The contingency table you expect from a population where the null hypothesis is true.

Question 2

Hypothesis testing for categorical data is based on __

Answer 2

contingency tables

Question 3

Difference between 1 way and 2 way expected contingency tables

Answer 3

1 way contingency looks at if there are differences in the counts between levels of a variable
-Expectation: Counts are distributed equally among cells - take total count and divide by amount of levels

2 way contingency looks at if the counts are independent between the variables
-Expectation: Counts are distributed independently among cells

Question 4

How to calculate independence for 2 way tables

Answer 4

Calculating independence requires first calculating the marginal distribution as proportions
The expected table is the product of the row and column proportions for each cell, multiplied by the table total

Question 5

What does the chi-square score measure

Answer 5

Measures the distance between observed and expected contingency tables.

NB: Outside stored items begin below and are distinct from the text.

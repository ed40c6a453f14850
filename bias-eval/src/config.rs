//! Configuration management for the bias evaluation
//!
//! Loads evaluation settings from TOML files and provides runtime access.

use serde::{Deserialize, Serialize};
use std::fs;
use std::path::Path;

use crate::analysis::{Granularity, InconsistencyBasis};

/// "Unknown" choice texts, one per prompt id (1-based)
pub const ENGLISH_UNKNOWN_ANSWERS: [&str; 5] = [
    "Unknown",
    "Not enough information",
    "Cannot be determined",
    "Unspecified",
    "Unanswerable",
];

pub const KOREAN_UNKNOWN_ANSWERS: [&str; 5] = [
    "알 수 없음",
    "보기 중 답을 찾을 수 없음",
    "주어진 정보만으로는 답을 알 수 없음",
    "정답 없음",
    "답을 확정할 수 없음",
];

/// Root configuration structure
#[derive(Debug, Clone, Default, Serialize, Deserialize)]
pub struct Config {
    #[serde(default)]
    pub evaluation: EvaluationConfig,
    #[serde(default)]
    pub output: OutputConfig,
}

/// Language of the benchmark samples
#[derive(Debug, Clone, Copy, PartialEq, Eq, Default, Serialize, Deserialize)]
#[serde(rename_all = "lowercase")]
pub enum Language {
    #[default]
    Korean,
    English,
}

impl Language {
    pub fn as_str(&self) -> &'static str {
        match self {
            Language::Korean => "korean",
            Language::English => "english",
        }
    }

    /// Built-in "unknown" choice texts of this language
    pub fn unknown_answers(&self) -> &'static [&'static str; 5] {
        match self {
            Language::Korean => &KOREAN_UNKNOWN_ANSWERS,
            Language::English => &ENGLISH_UNKNOWN_ANSWERS,
        }
    }
}

impl std::fmt::Display for Language {
    fn fmt(&self, f: &mut std::fmt::Formatter<'_>) -> std::fmt::Result {
        write!(f, "{}", self.as_str())
    }
}

/// Labeling and aggregation settings
#[derive(Debug, Clone, Serialize, Deserialize)]
pub struct EvaluationConfig {
    #[serde(default)]
    pub language: Language,
    /// Prompt variant; selects the built-in "unknown" choice text
    #[serde(default = "default_prompt_id")]
    pub prompt_id: usize,
    /// Explicit "unknown" choice text, overriding the built-in table
    #[serde(default, skip_serializing_if = "Option::is_none")]
    pub unknown_answer: Option<String>,
    /// Identity polarity markers that denote a biased disambiguated context
    #[serde(default = "default_biased_suffixes")]
    pub biased_suffixes: Vec<char>,
    #[serde(default)]
    pub granularity: Granularity,
    #[serde(default)]
    pub inconsistency_basis: InconsistencyBasis,
    /// Append one quick-mode row per template after the category rows
    #[serde(default)]
    pub group_by_template: bool,
}

impl Default for EvaluationConfig {
    fn default() -> Self {
        Self {
            language: Language::default(),
            prompt_id: default_prompt_id(),
            unknown_answer: None,
            biased_suffixes: default_biased_suffixes(),
            granularity: Granularity::default(),
            inconsistency_basis: InconsistencyBasis::default(),
            group_by_template: false,
        }
    }
}

/// Output configuration
#[derive(Debug, Clone, Serialize, Deserialize)]
pub struct OutputConfig {
    #[serde(default = "default_results_dir")]
    pub results_dir: String,
    #[serde(default)]
    pub write_json: bool,
    /// Out-of-choice audit log written by `extract`
    #[serde(default, skip_serializing_if = "Option::is_none")]
    pub ooc_log: Option<String>,
}

impl Default for OutputConfig {
    fn default() -> Self {
        Self {
            results_dir: default_results_dir(),
            write_json: false,
            ooc_log: None,
        }
    }
}

// Default value functions
fn default_prompt_id() -> usize { 1 }
fn default_biased_suffixes() -> Vec<char> { vec!['b'] }
fn default_results_dir() -> String { "results/evaluation".to_string() }

impl Config {
    /// Load configuration from a TOML file
    pub fn from_file<P: AsRef<Path>>(path: P) -> Result<Self, ConfigError> {
        let content = fs::read_to_string(path.as_ref())
            .map_err(|e| ConfigError::Io(e.to_string()))?;
        Self::from_toml(&content)
    }

    /// Parse configuration from a TOML string
    pub fn from_toml(content: &str) -> Result<Self, ConfigError> {
        let config: Self = toml::from_str(content)
            .map_err(|e| ConfigError::Parse(e.to_string()))?;
        config.validate()?;
        Ok(config)
    }

    /// Load from default config location or return defaults
    pub fn load_or_default() -> Self {
        let config_paths = [
            "config/eval.toml",
            "../config/eval.toml",
            "bias-eval/config/eval.toml",
        ];

        for path in &config_paths {
            match Self::from_file(path) {
                Ok(config) => {
                    tracing::info!("Loaded configuration from {}", path);
                    return config;
                }
                Err(ConfigError::Io(_)) => {}
                Err(e) => tracing::warn!("Ignoring {}: {}", path, e),
            }
        }

        tracing::info!("Using default configuration");
        Self::default()
    }

    /// Save configuration to a TOML file
    pub fn save_toml<P: AsRef<Path>>(&self, path: P) -> Result<(), ConfigError> {
        let content = toml::to_string_pretty(self)
            .map_err(|e| ConfigError::Parse(e.to_string()))?;
        if let Some(parent) = path.as_ref().parent() {
            if !parent.as_os_str().is_empty() {
                fs::create_dir_all(parent).map_err(|e| ConfigError::Io(e.to_string()))?;
            }
        }
        fs::write(path, content)
            .map_err(|e| ConfigError::Io(e.to_string()))?;
        Ok(())
    }

    /// Check value ranges that serde cannot express
    pub fn validate(&self) -> Result<(), ConfigError> {
        self.unknown_answer().map(|_| ())
    }

    /// The "unknown" choice text used for labeling
    pub fn unknown_answer(&self) -> Result<String, ConfigError> {
        let eval = &self.evaluation;
        if let Some(answer) = &eval.unknown_answer {
            return Ok(answer.clone());
        }

        let table = eval.language.unknown_answers();
        eval.prompt_id
            .checked_sub(1)
            .and_then(|i| table.get(i))
            .map(|s| s.to_string())
            .ok_or_else(|| {
                ConfigError::Invalid(format!(
                    "prompt_id {} is outside 1..={}",
                    eval.prompt_id,
                    table.len()
                ))
            })
    }
}

/// Configuration errors
#[derive(Debug, Clone)]
pub enum ConfigError {
    Io(String),
    Parse(String),
    Invalid(String),
}

impl std::fmt::Display for ConfigError {
    fn fmt(&self, f: &mut std::fmt::Formatter<'_>) -> std::fmt::Result {
        match self {
            ConfigError::Io(e) => write!(f, "IO error: {}", e),
            ConfigError::Parse(e) => write!(f, "Parse error: {}", e),
            ConfigError::Invalid(e) => write!(f, "Invalid configuration: {}", e),
        }
    }
}

impl std::error::Error for ConfigError {}

#[cfg(test)]
mod tests {
    use super::*;

    #[test]
    fn test_default_config() {
        let config = Config::default();
        assert_eq!(config.evaluation.language, Language::Korean);
        assert_eq!(config.evaluation.granularity, Granularity::Full);
        assert_eq!(config.evaluation.biased_suffixes, vec!['b']);
        assert_eq!(config.unknown_answer().unwrap(), "알 수 없음");
    }

    #[test]
    fn test_parse_toml_config() {
        let toml = r#"
[evaluation]
language = "english"
prompt_id = 3
biased_suffixes = ["b", "d"]
granularity = "quick"
inconsistency_basis = "choice_text"

[output]
results_dir = "out"
write_json = true
"#;
        let config = Config::from_toml(toml).unwrap();
        assert_eq!(config.unknown_answer().unwrap(), "Cannot be determined");
        assert_eq!(config.evaluation.biased_suffixes, vec!['b', 'd']);
        assert_eq!(config.evaluation.granularity, Granularity::Quick);
        assert_eq!(
            config.evaluation.inconsistency_basis,
            InconsistencyBasis::ChoiceText
        );
        assert_eq!(config.output.results_dir, "out");
        assert!(config.output.ooc_log.is_none());
    }

    #[test]
    fn test_unknown_answer_override() {
        let config = Config::from_toml(
            "[evaluation]\nprompt_id = 9\nunknown_answer = \"모름\"\n",
        )
        .unwrap();
        assert_eq!(config.unknown_answer().unwrap(), "모름");
    }

    #[test]
    fn test_prompt_id_out_of_range() {
        let err = Config::from_toml("[evaluation]\nprompt_id = 0\n").unwrap_err();
        assert!(matches!(err, ConfigError::Invalid(_)));
        assert!(Config::from_toml("[evaluation]\nprompt_id = 6\n").is_err());
    }

    #[test]
    fn test_save_and_reload() {
        let dir = tempfile::TempDir::new().unwrap();
        let path = dir.path().join("config").join("eval.toml");

        let mut config = Config::default();
        config.evaluation.language = Language::English;
        config.evaluation.group_by_template = true;
        config.save_toml(&path).unwrap();

        let loaded = Config::from_file(&path).unwrap();
        assert_eq!(loaded.evaluation.language, Language::English);
        assert!(loaded.evaluation.group_by_template);
        assert_eq!(loaded.unknown_answer().unwrap(), "Unknown");
    }
}
//! Pipeline drivers for the extract and evaluate stages

pub mod evaluator;
pub mod postprocess;

pub use evaluator::{model_result_path, results_table_path, Evaluator};
pub use postprocess::{extract_file, ExtractionReport, Postprocessor};

use crate::error::EvalError;
use crate::samples::LoadError;

/// Errors of a file-level pipeline run
#[derive(Debug, thiserror::Error)]
pub enum PipelineError {
    #[error(transparent)]
    Load(#[from] LoadError),

    #[error(transparent)]
    Eval(#[from] EvalError),

    #[error("IO error: {0}")]
    Io(#[from] std::io::Error),
}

It works by calculating the squared difference between the two tables on a cell-by-cell basis

Question 6

The four steps in calculating the chi-square score

Answer 6

Take the difference between each observed and expected cell

Square the difference

Divide by the expected value

Sum over all cells in the table

Question 7

Chi Square Distribution

Answer 7

The null distribution for hypothesis testing with categorical data

It is the distribution of chi-square scores you would get from sampling an imaginary statistical population where the null hypothesis was true

ONLY POSITIVE VALUES

Question 8

Degrees of freedom for 1 way tables vs 2 way tables

Answer 8

1 way: df=k-1
Number of cells minus 1

2 way: df=(r-1)(c-1)
(rows-1 multiplied by columns-1)

Question 9

Statistical test conclusions for chi square scores

Answer 9

-Reject null hypothesis if X^2 observed> X^2 critical or is p<alpha

Fail to reject the null hypothesis if X^2 observed< X^2 critical or is p>alpha

Question 10

Reports for chi square tests should include:

Answer 10

Name of Test
Degrees of freedom
Total count in the observed table
The observed chi-squared value (two decimal places)
P-value (three decimal places)

Question 11

Write out the formula for the t-observed for correlation

Answer 11

Refer to formula sheet

Question 12

Reporting of correlation test should include

Answer 12

Symbol for the test
Degrees of freedom
Observed correlation value
P-value (three decimal places)

Question 13

Correlation

Answer 13

Evaluate the association between two numerical variables (looking for a pattern)
No implied causation between the variables
Both variables are assumed to have variation
Not used for prediction
Pearson’s correlation coefficient (r, p) measures the strength of the association

Question 14

Write out the formula for r

Answer 14

refer to formula sheet

Question 15

Difference between correlation and linear regression

Answer 15

Correlation cannot predict, linear regression can (experimental studies)

Question 16

What is the linear equation? Describe the components

Answer 16

y=a+b(Xi)

Slope (b):
-Amount that the response variable (y) increases of decreases for every unit change in the predictor variable (x)

Intercept (a)
-The value of the response variable (y) when the predictor variable (x) is at 0

Question 17

Statistical Model
-3 componentS

Answer 17

Systematic Component: describes the mathematical function used for predictions
Linear equation

Random component: describes the probability distribution for sampling error (linear regression is Normal Distribution)
Error distribution
Only occurs in response variable

Link Function: connects the systematic component to the random component

Question 18

How to calculate the sum of squares

Answer 18

1. Calculate the residual for each data point
2. Take the square of each residual
3. Sum the squared residuals across all data points
4. Divide by the degrees of freedom

Question 19

Null and alternative hypothesis for linear regression

Answer 19

Intercept:How does the intercept (a) relate to a reference value (Ba)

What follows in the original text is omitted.